* _REQUIRED WORK_: Tell how many lines in the listing below contain the word "AuthClient", giving the number alone.

* _DATA EXTRACTS_:
----------

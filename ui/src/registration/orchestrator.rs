//! Submission of the wizard's request to the authentication service.
//!
//! Submission is split in three so a UI can release its state borrow while
//! the request is awaited:
//!
//! 1. [`WizardState::begin_submission`] checks the in-flight guard and the
//!    preconditions, then returns the request to send.
//! 2. [`execute_submission`] talks to the collaborators.
//! 3. [`WizardState::finish_submission`] records the outcome.
//!
//! [`submit`] runs all three against a single owned state.

use tracing::{error, info, instrument, warn};

use crate::registration::form_validation::validate_ready_to_submit;
use crate::registration::types::*;
use crate::services::client::{AuthApi, AuthRequest, AuthResponse, SessionSink};
use crate::services::errors::{RegistrationError, RegistrationResult};

impl WizardState {
    /// Validates and marks the wizard as submitting.
    ///
    /// Rejects a second call while a request is still in flight.
    pub fn begin_submission(&mut self) -> RegistrationResult<AuthRequest> {
        if self.submission_in_flight {
            warn!("Ignoring submit while a request is in flight");
            return Err(RegistrationError::SubmissionInFlight);
        }

        if let Err(error) = validate_ready_to_submit(self) {
            self.validation_error = Some(error.clone());
            return Err(error);
        }

        self.validation_error = None;
        self.notice = None;
        self.submission_in_flight = true;
        Ok(self.build_payload())
    }

    /// Clears the in-flight flag and records a notice for the outcome.
    ///
    /// Step, role and categories are left as they were so a failed attempt
    /// can be retried by submitting again.
    pub fn finish_submission(&mut self, result: &RegistrationResult<AuthResponse>) {
        self.submission_in_flight = false;

        match result {
            Ok(response) => {
                let message = match self.mode {
                    Mode::Login => "Login successful!",
                    Mode::Register => "Account created successfully!",
                };
                self.notice = Some(Notice::success(message));
                self.authenticated_user = Some(response.user.clone());
            }
            Err(error) if error.is_local() => {
                self.validation_error = Some(error.clone());
            }
            Err(error) => {
                self.notice = Some(Notice::error(error.user_message()));
            }
        }
    }
}

/// Sends the request and hands the session to `session` on success
#[instrument(skip(api, session, request), fields(endpoint = request.endpoint()), err)]
pub async fn execute_submission<A, S>(
    api: &A,
    session: &S,
    request: &AuthRequest,
) -> RegistrationResult<AuthResponse>
where
    A: AuthApi + ?Sized,
    S: SessionSink + ?Sized,
{
    let response = api.authenticate(request).await.map_err(|e| {
        error!("Authentication request failed: {}", e);
        RegistrationError::from(e)
    })?;

    session.login(&response.token, &response.user)?;

    info!(
        "Authenticated user {} as {} (registration: {})",
        response.user.id,
        response.user.role,
        request.is_registration()
    );
    Ok(response)
}

/// Drops the stored session
pub fn sign_out<S: SessionSink + ?Sized>(session: &S) -> RegistrationResult<()> {
    let signed_in = session.current()?.map(|stored| stored.user.id);
    session.logout()?;

    match signed_in {
        Some(id) => info!("Signed out user {}", id),
        None => warn!("Sign out requested without a stored session"),
    }
    Ok(())
}

/// Runs a full submission against `state`
pub async fn submit<A, S>(
    state: &mut WizardState,
    api: &A,
    session: &S,
) -> RegistrationResult<AuthResponse>
where
    A: AuthApi + ?Sized,
    S: SessionSink + ?Sized,
{
    let request = state.begin_submission()?;
    let result = execute_submission(api, session, &request).await;
    state.finish_submission(&result);
    result
}

#[cfg(test)]
mod tests {
    use super::*;
    use crate::services::client::{
        ClientError, ClientResult, InMemorySession, LoginRequest, RegisterRequest, UserRecord,
    };
    use async_trait::async_trait;
    use std::cell::RefCell;

    /// Records every request and answers with a canned result
    struct FakeAuth {
        requests: RefCell<Vec<AuthRequest>>,
        reply: ClientResult<AuthResponse>,
    }

    impl FakeAuth {
        fn replying(reply: ClientResult<AuthResponse>) -> Self {
            Self {
                requests: RefCell::new(Vec::new()),
                reply,
            }
        }

        fn calls(&self) -> usize {
            self.requests.borrow().len()
        }
    }

    #[async_trait(?Send)]
    impl AuthApi for FakeAuth {
        async fn login(&self, request: &LoginRequest) -> ClientResult<AuthResponse> {
            self.requests
                .borrow_mut()
                .push(AuthRequest::Login(request.clone()));
            self.reply.clone()
        }

        async fn register(&self, request: &RegisterRequest) -> ClientResult<AuthResponse> {
            self.requests
                .borrow_mut()
                .push(AuthRequest::Register(request.clone()));
            self.reply.clone()
        }
    }

    fn response(role: &str) -> AuthResponse {
        AuthResponse {
            token: "jwt-token".to_string(),
            user: UserRecord {
                id: "u-1".to_string(),
                email: "ana@example.org".to_string(),
                name: "Ana".to_string(),
                role: role.to_string(),
                bio: None,
                languages: vec!["pt".to_string(), "fr".to_string()],
                categories: Vec::new(),
                created_at: None,
            },
        }
    }

    fn register_state(role: Role) -> WizardState {
        let mut state = WizardState::default();
        state.set_mode(Mode::Register);
        state.select_role(role);
        state.credentials = Credentials {
            email: "ana@example.org".to_string(),
            password: "hunter22".to_string(),
            name: "Ana".to_string(),
        };
        state
    }

    #[tokio::test]
    async fn test_migrant_registration_submits_selected_needs() {
        let api = FakeAuth::replying(Ok(response("migrant")));
        let session = InMemorySession::new();

        let mut state = register_state(Role::Migrant);
        state.advance().unwrap();
        state.toggle_category(CategoryCode::Food);
        state.toggle_category(CategoryCode::Health);
        assert_eq!(state.advance(), Ok(crate::registration::Advance::Submit));

        let result = submit(&mut state, &api, &session).await;
        assert!(result.is_ok());
        assert!(!state.submission_in_flight);
        assert_eq!(state.notice, Some(Notice::success("Account created successfully!")));

        let requests = api.requests.borrow();
        let body = serde_json::to_value(&requests[0]).unwrap();
        assert_eq!(body["need_categories"], serde_json::json!(["food", "health"]));

        let stored = session.current().unwrap().unwrap();
        assert_eq!(stored.token, "jwt-token");
    }

    #[tokio::test]
    async fn test_login_uses_login_endpoint() {
        let api = FakeAuth::replying(Ok(response("helper")));
        let session = InMemorySession::new();

        let mut state = register_state(Role::Helper);
        state.set_mode(Mode::Login);

        submit(&mut state, &api, &session).await.unwrap();
        let requests = api.requests.borrow();
        assert_eq!(requests.len(), 1);
        assert_eq!(requests[0].endpoint(), "/api/auth/login");
        assert_eq!(state.notice, Some(Notice::success("Login successful!")));
        assert_eq!(state.authenticated_user.as_ref().map(|u| u.role.as_str()), Some("helper"));
    }

    #[tokio::test]
    async fn test_second_submit_while_in_flight_is_rejected() {
        let api = FakeAuth::replying(Ok(response("volunteer")));
        let session = InMemorySession::new();

        let mut state = register_state(Role::Volunteer);
        let first = state.begin_submission();
        assert!(first.is_ok());

        let second = submit(&mut state, &api, &session).await;
        assert_eq!(second, Err(RegistrationError::SubmissionInFlight));
        assert_eq!(api.calls(), 0);
        assert!(state.submission_in_flight);
    }

    #[tokio::test]
    async fn test_rejection_keeps_wizard_state_for_retry() {
        let api = FakeAuth::replying(Err(ClientError::Rejected {
            status: 400,
            detail: Some("Email already registered".to_string()),
        }));
        let session = InMemorySession::new();

        let mut state = register_state(Role::Helper);
        state.advance().unwrap();
        state.toggle_category(CategoryCode::Clothes);

        let result = submit(&mut state, &api, &session).await;
        assert!(matches!(result, Err(RegistrationError::Rejected { status: 400, .. })));
        assert!(!state.submission_in_flight);
        assert_eq!(state.current_step, WizardStep::Categories);
        assert_eq!(state.role, Role::Helper);
        assert!(state.categories.contains(CategoryCode::Clothes));
        assert_eq!(state.notice, Some(Notice::error("Email already registered")));
        assert_eq!(session.current().unwrap(), None);

        // Retrying is another submit
        assert!(submit(&mut state, &api, &session).await.is_err());
        assert_eq!(api.calls(), 2);
    }

    #[tokio::test]
    async fn test_connectivity_failure_uses_generic_message() {
        let api = FakeAuth::replying(Err(ClientError::Network {
            message: "connection refused".to_string(),
        }));
        let session = InMemorySession::new();

        let mut state = register_state(Role::Volunteer);
        let result = submit(&mut state, &api, &session).await;

        assert!(matches!(result, Err(RegistrationError::Connectivity { .. })));
        assert_eq!(state.notice, Some(Notice::error("Connection error")));
    }

    #[tokio::test]
    async fn test_sign_out_clears_the_session() {
        let api = FakeAuth::replying(Ok(response("helper")));
        let session = InMemorySession::new();

        let mut state = register_state(Role::Volunteer);
        submit(&mut state, &api, &session).await.unwrap();
        assert!(session.current().unwrap().is_some());

        sign_out(&session).unwrap();
        assert_eq!(session.current().unwrap(), None);

        // Signing out twice is harmless
        assert!(sign_out(&session).is_ok());
    }

    #[tokio::test]
    async fn test_invalid_state_never_reaches_the_service() {
        let api = FakeAuth::replying(Ok(response("migrant")));
        let session = InMemorySession::new();

        let mut state = register_state(Role::Migrant);
        let result = submit(&mut state, &api, &session).await;

        assert_eq!(result, Err(RegistrationError::EmptyCategories));
        assert_eq!(api.calls(), 0);
        assert!(!state.submission_in_flight);
        assert_eq!(state.validation_error, Some(RegistrationError::EmptyCategories));
    }
}
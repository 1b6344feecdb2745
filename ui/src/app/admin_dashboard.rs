use dioxus::prelude::*;

use crate::components::display::{LoadingIndicator, StatCard};
use crate::console_error;
use crate::services::client::{AdminStats, AuthClient};

#[derive(Props, PartialEq, Clone)]
pub struct AdminDashboardProps {
    /// Bearer token of the signed-in admin
    pub token: String,
}

/// Three counters from the admin stats endpoint; failures render as zeros
#[component]
pub fn AdminDashboard(props: AdminDashboardProps) -> Element {
    let token = props.token;

    let stats = use_resource(move || {
        let token = token.clone();
        async move {
            match AuthClient::default().admin_stats(&token).await {
                Ok(stats) => stats,
                Err(e) => {
                    console_error!("[Admin] Error fetching stats: {}", e);
                    AdminStats::default()
                }
            }
        }
    });

    rsx! {
        div {
            class: "admin-dashboard",
            "data-testid": "admin-dashboard",

            h1 {
                class: "dashboard-title",
                "Admin Dashboard"
            }

            match &*stats.read_unchecked() {
                Some(stats) => rsx! {
                    div {
                        class: "stat-grid",
                        StatCard { icon: "👥", label: "Total Users", value: stats.total_users, accent: "accent-blue" }
                        StatCard { icon: "📝", label: "Total Posts", value: stats.total_posts, accent: "accent-green" }
                        StatCard { icon: "🔗", label: "Total Matches", value: stats.total_matches, accent: "accent-purple" }
                    }
                },
                None => rsx! {
                    LoadingIndicator { message: "Loading statistics...".to_string() }
                },
            }
        }
    }
}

----------

* _FINISHED EXERCISE_: 2